So as people with HIV/AIDS in the rich countries who had started on the ARVs were rising from their sickbeds and going back to work, people in Africa continued to die in the millions. But then an inspiring international solidarity network changed history. Eric Sawyer, an American gay man now in his 60s, is as responsible as any other single person on earth for the millions of lives saved in Africa. Sawyer, who was one of the co-founders of the militant organization ACT UP, helped organize the first protest that demanded justice for people with AIDS all over the globe, outside United Nations headquarters in 1990. Sawyer, a tall, lean man who is modest about his historic role, was arrested more than thirty times as he and his fellow activists picketed Big Pharma headquarters buildings and disrupted Al Gore’s 2000 presidential campaign, demanding that the outrageous drug prices be lowered and help offered to everyone, no matter where they lived.

Sawyer and his American friends found allies overseas. A barrel-chested Ugandan army major named Rubiramira Ruranga met Sawyer and other members of ACT UP at the 1992 AIDS conference in Amsterdam. Major Ruranga had been HIV-positive himself since 1989, but he kept his status to himself. Some years later, I met him in Kampala, and he told me, “At that stage, I was sitting around waiting for my death. Then I saw these young guys, dancing, moving, singing, carrying around banners that said, ‘We have AIDS.’ I could not believe it.” He beamed at the memory. “My heart changed. If people talk of being born again, then I was born again. I said, ‘Ah, I am not going to die. Period. I am not going to die.’ ”

The major was so inspired that he went home, publicly announced his HIV-positive status, and became known across Africa as he demanded treatment for all. In South Africa, the brave former anti-apartheid activist Zackie Achmat and an outspoken judge named Edwin Cameron criticized their own government’s criminal denial that HIV caused AIDS. In 2001–04, Médecins Sans Frontières conducted a pivotal study in South Africa that proved drug compliance rates among Africans were just as high as, if not higher than, those in the rich world.
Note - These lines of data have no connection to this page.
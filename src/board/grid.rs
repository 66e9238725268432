//! Occupancy-grid board.

use std::fmt;

use serde::{Deserialize, Serialize};

use super::{attacks, Cell};

/// An `n × n` board of occupied and empty cells.
///
/// Unlike [`Placement`](super::Placement), a grid may hold several queens on
/// one row or column. The min-conflicts search relies on this while it
/// relocates queens one at a time.
#[derive(Debug, Clone, PartialEq, Eq, Hash, Serialize, Deserialize)]
#[serde(try_from = "GridData")]
pub struct Grid {
    n: usize,
    cells: Vec<bool>,
}

#[derive(Deserialize)]
struct GridData {
    n: usize,
    cells: Vec<bool>,
}

impl TryFrom<GridData> for Grid {
    type Error = String;

    fn try_from(data: GridData) -> Result<Self, Self::Error> {
        let GridData { n, cells } = data;
        if cells.len() != n * n {
            return Err(format!(
                "a {n}x{n} grid needs {} cells, got {}",
                n * n,
                cells.len()
            ));
        }
        Ok(Self { n, cells })
    }
}

impl Grid {
    /// Creates an empty `n × n` grid.
    pub fn new(n: usize) -> Self {
        Self {
            n,
            cells: vec![false; n * n],
        }
    }

    /// Board size `n`.
    pub fn size(&self) -> usize {
        self.n
    }

    /// Returns `true` if a queen stands on `(row, col)`.
    pub fn is_occupied(&self, row: usize, col: usize) -> bool {
        self.cells[self.index(row, col)]
    }

    /// Puts a queen on `(row, col)`.
    pub fn place(&mut self, row: usize, col: usize) {
        let idx = self.index(row, col);
        self.cells[idx] = true;
    }

    /// Removes the queen from `(row, col)`, if any.
    pub fn remove(&mut self, row: usize, col: usize) {
        let idx = self.index(row, col);
        self.cells[idx] = false;
    }

    /// Number of queens on the board.
    pub fn queen_count(&self) -> usize {
        self.cells.iter().filter(|&&c| c).count()
    }

    /// Occupied cells in row-major order.
    pub fn queens(&self) -> impl Iterator<Item = Cell> + '_ {
        let n = self.n;
        self.cells
            .iter()
            .enumerate()
            .filter(|(_, occupied)| **occupied)
            .map(move |(i, _)| (i / n, i % n))
    }

    /// Empty cells in row-major order.
    pub fn empty_cells(&self) -> impl Iterator<Item = Cell> + '_ {
        let n = self.n;
        self.cells
            .iter()
            .enumerate()
            .filter(|(_, occupied)| !**occupied)
            .map(move |(i, _)| (i / n, i % n))
    }

    /// Number of queens attacking `(row, col)`, excluding the cell itself.
    ///
    /// Works for empty cells too, giving the conflicts a queen would have if
    /// placed there. Each of the four lines through the cell is scanned
    /// independently, so the cost is O(n).
    pub fn conflicts_at(&self, row: usize, col: usize) -> usize {
        self.row_conflicts(row, col)
            + self.column_conflicts(row, col)
            + self.main_diagonal_conflicts(row, col)
            + self.anti_diagonal_conflicts(row, col)
    }

    /// Total attacking pairs on the board.
    ///
    /// Sums [`conflicts_at`](Self::conflicts_at) over every queen and
    /// halves the result, since each pair is seen from both ends. O(n²).
    pub fn total_conflicts(&self) -> usize {
        self.queens()
            .map(|(row, col)| self.conflicts_at(row, col))
            .sum::<usize>()
            / 2
    }

    /// Attacking pairs counted directly over every pair of queens. O(q²).
    ///
    /// Independent of the line scans behind
    /// [`total_conflicts`](Self::total_conflicts); use it to cross-check.
    pub fn attacking_pairs(&self) -> usize {
        let queens: Vec<Cell> = self.queens().collect();
        let mut pairs = 0;
        for (i, &a) in queens.iter().enumerate() {
            for &b in &queens[i + 1..] {
                if attacks(a, b) {
                    pairs += 1;
                }
            }
        }
        pairs
    }

    /// Returns `true` if the grid holds exactly `n` mutually non-attacking
    /// queens.
    pub fn is_solution(&self) -> bool {
        self.queen_count() == self.n && self.attacking_pairs() == 0
    }

    fn index(&self, row: usize, col: usize) -> usize {
        assert!(
            row < self.n && col < self.n,
            "cell ({row}, {col}) outside a {n}x{n} board",
            n = self.n
        );
        row * self.n + col
    }

    fn row_conflicts(&self, row: usize, col: usize) -> usize {
        (0..self.n)
            .filter(|&c| c != col && self.is_occupied(row, c))
            .count()
    }

    fn column_conflicts(&self, row: usize, col: usize) -> usize {
        (0..self.n)
            .filter(|&r| r != row && self.is_occupied(r, col))
            .count()
    }

    // Top-left to bottom-right: col - row is constant.
    fn main_diagonal_conflicts(&self, row: usize, col: usize) -> usize {
        (0..self.n)
            .filter(|&r| r != row)
            .filter_map(|r| (col + r).checked_sub(row).map(|c| (r, c)))
            .filter(|&(r, c)| c < self.n && self.is_occupied(r, c))
            .count()
    }

    // Top-right to bottom-left: col + row is constant.
    fn anti_diagonal_conflicts(&self, row: usize, col: usize) -> usize {
        (0..self.n)
            .filter(|&r| r != row)
            .filter_map(|r| (col + row).checked_sub(r).map(|c| (r, c)))
            .filter(|&(r, c)| c < self.n && self.is_occupied(r, c))
            .count()
    }
}

impl fmt::Display for Grid {
    /// One line per row, `Q` for a queen and `.` for an empty cell.
    fn fmt(&self, f: &mut fmt::Formatter<'_>) -> fmt::Result {
        for row in 0..self.n {
            let line = (0..self.n)
                .map(|col| if self.is_occupied(row, col) { "Q" } else { "." })
                .collect::<Vec<_>>()
                .join(" ");
            writeln!(f, "{line}")?;
        }
        Ok(())
    }
}

#[cfg(test)]
mod tests {
    use super::*;

    fn grid_with(n: usize, queens: &[Cell]) -> Grid {
        let mut grid = Grid::new(n);
        for &(r, c) in queens {
            grid.place(r, c);
        }
        grid
    }

    #[test]
    fn test_empty_grid() {
        let grid = Grid::new(4);
        assert_eq!(grid.queen_count(), 0);
        assert_eq!(grid.total_conflicts(), 0);
        assert_eq!(grid.empty_cells().count(), 16);
        assert!(!grid.is_solution());
    }

    #[test]
    fn test_place_and_remove() {
        let mut grid = Grid::new(3);
        grid.place(1, 2);
        assert!(grid.is_occupied(1, 2));
        assert_eq!(grid.queens().collect::<Vec<_>>(), vec![(1, 2)]);
        grid.remove(1, 2);
        assert!(!grid.is_occupied(1, 2));
    }

    #[test]
    fn test_conflicts_each_line() {
        // Centre queen on a 5x5 board with one attacker per line.
        let grid = grid_with(5, &[(2, 2), (2, 0), (4, 2), (0, 0), (0, 4)]);
        assert_eq!(grid.row_conflicts(2, 2), 1);
        assert_eq!(grid.column_conflicts(2, 2), 1);
        assert_eq!(grid.main_diagonal_conflicts(2, 2), 1);
        assert_eq!(grid.anti_diagonal_conflicts(2, 2), 1);
        assert_eq!(grid.conflicts_at(2, 2), 4);
    }

    #[test]
    fn test_conflicts_at_empty_cell() {
        let grid = grid_with(4, &[(0, 0), (3, 3)]);
        // (1, 1) sits on the main diagonal between both queens.
        assert_eq!(grid.conflicts_at(1, 1), 2);
        // (1, 2) is attacked by nobody.
        assert_eq!(grid.conflicts_at(1, 2), 0);
    }

    #[test]
    fn test_no_blocking_along_lines() {
        // Three queens on one row: every pair counts.
        let grid = grid_with(4, &[(0, 0), (0, 1), (0, 3)]);
        assert_eq!(grid.total_conflicts(), 3);
        assert_eq!(grid.attacking_pairs(), 3);
    }

    #[test]
    fn test_total_conflicts_matches_pairwise() {
        let grid = grid_with(6, &[(0, 1), (1, 3), (2, 3), (3, 0), (4, 4), (5, 5)]);
        assert_eq!(grid.total_conflicts(), grid.attacking_pairs());
    }

    #[test]
    fn test_solution_grid() {
        let grid = grid_with(4, &[(0, 2), (1, 0), (2, 3), (3, 1)]);
        assert!(grid.is_solution());
        assert_eq!(grid.total_conflicts(), 0);
    }

    #[test]
    fn test_measurement_is_idempotent() {
        let grid = grid_with(5, &[(0, 0), (1, 1), (2, 4), (3, 2), (4, 2)]);
        let before = grid.clone();
        let first = grid.total_conflicts();
        let second = grid.total_conflicts();
        assert_eq!(first, second);
        assert_eq!(grid, before);
    }

    #[test]
    fn test_display() {
        let grid = grid_with(2, &[(0, 1), (1, 0)]);
        assert_eq!(grid.to_string(), ". Q\nQ .\n");
    }

    #[test]
    fn test_deserialize_checks_cell_count() {
        let err = toml::from_str::<Grid>("n = 2\ncells = [true, false, false]\n").unwrap_err();
        assert!(err.to_string().contains("a 2x2 grid needs 4 cells, got 3"));

        let grid: Grid = toml::from_str("n = 2\ncells = [false, true, true, false]\n").unwrap();
        assert_eq!(grid, grid_with(2, &[(0, 1), (1, 0)]));
    }

    #[test]
    #[should_panic(expected = "outside a 3x3 board")]
    fn test_out_of_bounds_panics() {
        Grid::new(3).place(3, 0);
    }
}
By 2003, the international campaign was making an impact. Sawyer and his allies called on the United States to increase its budget for AIDS in Africa to $3 billion a year, a figure they felt privately was impossibly high. But then George W. Bush stunned them. In Bush’s January State of the Union address, he launched Pepfar by asking Congress for $15 billion over five years, which tripled the existing funding. In 2008 Congress renewed Pepfar for another five years, this time raising the allocation to $48 billion.

Sawyer, who works today for UN AIDS (a branch of the world organization) in New York City, is still “dumbfounded” by Bush’s act. “I was shocked and really, really grateful,” he remembered. (Bush, in his memoir, Decision Points, dismisses the theory that he proposed Pepfar to compensate for the violent invasion he was about to launch against Iraq. Whatever his motivation, his decisive act may just be another proof of Dr. Martin Luther King Jr.’s conviction that even people who have certain views we abhor are capable of great humanity.)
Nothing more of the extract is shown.